The new English translation of the Creed to “I believe” is to bring the text in conformity with the authorized Latin text which has “Credo,” namely, “I believe” for the opening word of the Creed.
You are correct in noting that the text of the Creed coming forth from the Council of Nicaea used the Greek word Πιστεύομεν (pisteuomen) a first‐person plural meaning “we believe.” It was worded in this way because it came forth as a statement of all the bishops, speaking as a body, or college of bishops. Thus they rightfully said “we believe.”
However in the years that followed, when the Creed was brought into the liturgy, the form was switched to the first person singular Πιστεύω (pisteuo) “I believe.” This change was made because the Creed was now said by the individual believer, in the context of the liturgy.
This liturgical adaptation of the text is quite ancient and has been respected by the Church ever since. As the Greek liturgy moved to Latin in the West, the first person singular, “Credo,” (I believe) was thus used.
Your frustration related to harmonizing the new translation with the Catechism is understandable. However, it is possible to expect too much of liturgical texts, which have a particular context and are, of their nature more brief, when it comes to expressing the faith. The Catechism however is able to develop richer aspects of the teachings of the faith, and to explore historical and/or biblical roots. Thus, rather than to see the Catechism and the Mass in competition or conflict, one can see them as complementary, in this case, the Catechism helping to further articulate what the liturgy announces.
Our priest seldom wears clerical attire. He often comes over to the church in athletic clothes. Is this right?
A priest should generally wear clerical attire.
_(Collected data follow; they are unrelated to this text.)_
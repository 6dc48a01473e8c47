//! Dashboard orchestration

pub mod config;
pub mod pipeline;

pub use config::DashboardConfig;
pub use pipeline::{Dashboard, DashboardPipeline};
//! Internal staging structures for the plist scan

/// Field values gathered while scanning one track dictionary, before the
/// required-field check and date parsing decide whether a record survives.
#[derive(Debug, Clone, Default)]
pub(crate) struct RawTrack {
    pub album: Option<String>,
    pub artist: Option<String>,
    /// Raw timestamp text; parsed in a later pass
    pub release_date: Option<String>,
    pub play_count: Option<u32>,
}

/// The four dictionary keys the extractor cares about.
#[derive(Debug, Clone, Copy, PartialEq, Eq)]
pub(crate) enum FieldKey {
    Album,
    Artist,
    ReleaseDate,
    PlayCount,
}

impl FieldKey {
    /// Map a `<key>` element's text to a field of interest, if it is one.
    pub fn from_name(name: &str) -> Option<Self> {
        match name {
            "Album" => Some(FieldKey::Album),
            "Artist" => Some(FieldKey::Artist),
            "Release Date" => Some(FieldKey::ReleaseDate),
            "Play Count" => Some(FieldKey::PlayCount),
            _ => None,
        }
    }
}

impl RawTrack {
    pub fn new() -> Self {
        Self::default()
    }

    /// Store a captured value under a field of interest. A later occurrence
    /// of the same key overwrites the earlier one, as in the source format.
    pub fn set(&mut self, key: FieldKey, text: String) {
        match key {
            FieldKey::Album => self.album = Some(text),
            FieldKey::Artist => self.artist = Some(text),
            FieldKey::ReleaseDate => self.release_date = Some(text),
            // Unparsable counts fall back to None and default to 0 later,
            // the same path as a missing count
            FieldKey::PlayCount => self.play_count = text.parse().ok(),
        }
    }

    /// Whether both required fields were present as text. Date validity is
    /// checked afterwards.
    pub fn has_required_fields(&self) -> bool {
        self.album.is_some() && self.release_date.is_some()
    }
}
Canon Law says, “Clerics are to wear suitable ecclesiastical garb according to the norms issued by the conference of bishops and according to legitimate local customs.” (Can. 284).
The USCCB here in the US says, “Outside liturgical functions, a black suit and Roman collar are the usual attire for priests. The use of the cassock is at the discretion of the cleric.” (Index of Complimentary Norms, #3).
Thus, clerical attire ought to be worn. There can be common sense exceptions perhaps, e.g. when playing sports, at a picnic, or on a day off etc.